I don’t think i am taking any class on stochastic calculus. The reason: i heard the person teaching this class is very theory oriented and probably won’t provide any applications. Bad. I am a simple person. I need to see some applications amidst the theory building. Instead I plan to take another standard algorithms class (i took one such grad class back at berkeley. but basically i just slogged thru the homework and forgot everything that wasn’t tested in hw/test. Perhaps about 20% of this class i might already know, but it would be a good review. I’m starting from ground zero essentially. We talk about fibonacci heaps which i didn’t study the last time. Amortized analysis is like magic. You come up with some brilliant potential function and the key idea is a_i=c_i+\Phi_i-\Phi_{i-1} where c_i is the actual cost incurred. Looking at a_i, you sometimes overcount, sometimes undercount, but in the end, \sum c_i =\sum a_i - \Phi_k-\Phi_0 \leq \sum a_i is all that matters and we can look at a_i the amortized cost of every operation instead, and blithely ignore the actual cost c_i. A link I find useful is www.cs.duke.edu/courses/fall05/cps230/L-11.pdf.
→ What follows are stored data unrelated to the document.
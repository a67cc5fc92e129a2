use std::io::{Cursor, Read};
use std::sync::{Arc, Mutex};
use std::time::Duration;

use reqwest::blocking::multipart::{Form, Part};

use super::models::FileRecord;
use crate::api::client::ApiClient;
use crate::error::ClientError;

/// 上传大小上限，超过的文件在本地直接拒绝，不发起网络请求。
pub const MAX_UPLOAD_BYTES: u64 = 10 * 1024 * 1024;

/// 允许上传的 MIME 类型白名单，与服务端校验保持一致。
pub const ALLOWED_UPLOAD_MIME_TYPES: [&str; 6] = [
    "image/png",
    "image/jpeg",
    "image/gif",
    "image/webp",
    "application/pdf",
    "text/plain",
];

/// 上传请求体较大，超时放宽到 120 秒。
const UPLOAD_TIMEOUT: Duration = Duration::from_secs(120);

/// 整数百分比进度回调（0–100，单调不减）。
pub type ProgressCallback = Box<dyn FnMut(u32) + Send>;

#[derive(Debug, Clone)]
pub struct UploadRequest {
    pub file_name: String,
    pub mime_type: String,
    pub bytes: Vec<u8>,
}

/// 上传文件。本地校验（大小、类型）失败时同步返回 Validation 错误，
/// 此时既没有网络请求也没有任何进度回调。
/// 进度闸门在重试之间共享：401 触发重放时百分比不会回退。
pub fn upload_file(
    api: &ApiClient,
    request: UploadRequest,
    on_progress: Option<ProgressCallback>,
) -> Result<FileRecord, ClientError> {
    if request.file_name.trim().is_empty() {
        return Err(ClientError::Validation("file name cannot be empty".into()));
    }
    if request.bytes.len() as u64 > MAX_UPLOAD_BYTES {
        return Err(ClientError::Validation(format!(
            "file exceeds the {} MiB upload limit",
            MAX_UPLOAD_BYTES / (1024 * 1024)
        )));
    }
    if !ALLOWED_UPLOAD_MIME_TYPES.contains(&request.mime_type.as_str()) {
        return Err(ClientError::Validation(format!(
            "file type {} is not allowed",
            request.mime_type
        )));
    }

    let reporter = on_progress.map(|cb| {
        Arc::new(Mutex::new(MonotonicProgress {
            callback: cb,
            last: None,
        }))
    });

    let url = api.endpoint("files/upload/")?;
    let UploadRequest {
        file_name,
        mime_type,
        bytes,
    } = request;
    let total = bytes.len() as u64;

    let response = api.send_authorized(|http, access| {
        let reader = ProgressReader::new(Cursor::new(bytes.clone()), total, reporter.clone());
        let part = Part::reader_with_length(reader, total)
            .file_name(file_name.clone())
            .mime_str(&mime_type)?;
        let form = Form::new().part("file", part);
        Ok(http
            .post(url.clone())
            .bearer_auth(access)
            .multipart(form)
            .timeout(UPLOAD_TIMEOUT))
    })?;

    if response.status().as_u16() == 401 {
        return Err(ClientError::Unauthenticated);
    }
    if !response.status().is_success() {
        return Err(ClientError::operation(
            "uploading file",
            format!("server returned HTTP {}", response.status()),
        ));
    }

    // 与读取进度解耦地补一个终值，确保回调序列以 100 收尾。
    if let Some(reporter) = reporter.as_ref() {
        let mut guard = reporter.lock().unwrap_or_else(|p| p.into_inner());
        guard.emit(100);
    }

    let record: FileRecord = response.json()?;
    Ok(record)
}

struct MonotonicProgress {
    callback: ProgressCallback,
    last: Option<u32>,
}

impl MonotonicProgress {
    /// 只向前推进：重复或回退的百分比被丢弃。
    fn emit(&mut self, percent: u32) {
        let percent = percent.min(100);
        if self.last.map_or(true, |last| percent > last) {
            self.last = Some(percent);
            (self.callback)(percent);
        }
    }
}

/// 包装请求体、按已发送字节换算整数百分比的 Reader。
struct ProgressReader<R: Read> {
    inner: R,
    sent: u64,
    total: u64,
    reporter: Option<Arc<Mutex<MonotonicProgress>>>,
}

impl<R: Read> ProgressReader<R> {
    fn new(inner: R, total: u64, reporter: Option<Arc<Mutex<MonotonicProgress>>>) -> Self {
        Self {
            inner,
            sent: 0,
            total,
            reporter,
        }
    }
}

impl<R: Read> Read for ProgressReader<R> {
    fn read(&mut self, buf: &mut [u8]) -> std::io::Result<usize> {
        let read_bytes = self.inner.read(buf)?;
        if read_bytes > 0 {
            self.sent = self.sent.saturating_add(read_bytes as u64);
            if let Some(reporter) = self.reporter.as_ref() {
                let percent = if self.total == 0 {
                    100
                } else {
                    ((self.sent * 100) / self.total).min(100) as u32
                };
                let mut guard = reporter.lock().unwrap_or_else(|p| p.into_inner());
                guard.emit(percent);
            }
        }
        Ok(read_bytes)
    }
}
Another class I want to take is combinatorics: the probabilistic method. This is cool. I learn some basics as an undergrad but this class i hope is going to go beyond that. Simple tricks like the union bound (P(\cup A_i) \leq \sum P(A_i)) and linearity of expectation can be used to obtain powerful bounds. That’s all for now. Tomorrow I’ll be attending two classes on commutative algebra and computational algebra, one of which will use the book i am supposed to be reading (Cox, Little, O’Shea). Kleiman is teaching both courses. I hope he’s a thorough and considerate prof and I hope (too) that these can turn out to be useful for me in future. It’s about the connecting the dots, right Steve?

I have to make an effort to attend seminars too. CS seminars to find applications for what i’m learning. Math seminars to gather more tools. It ain’t easy trying to bridge these two sides.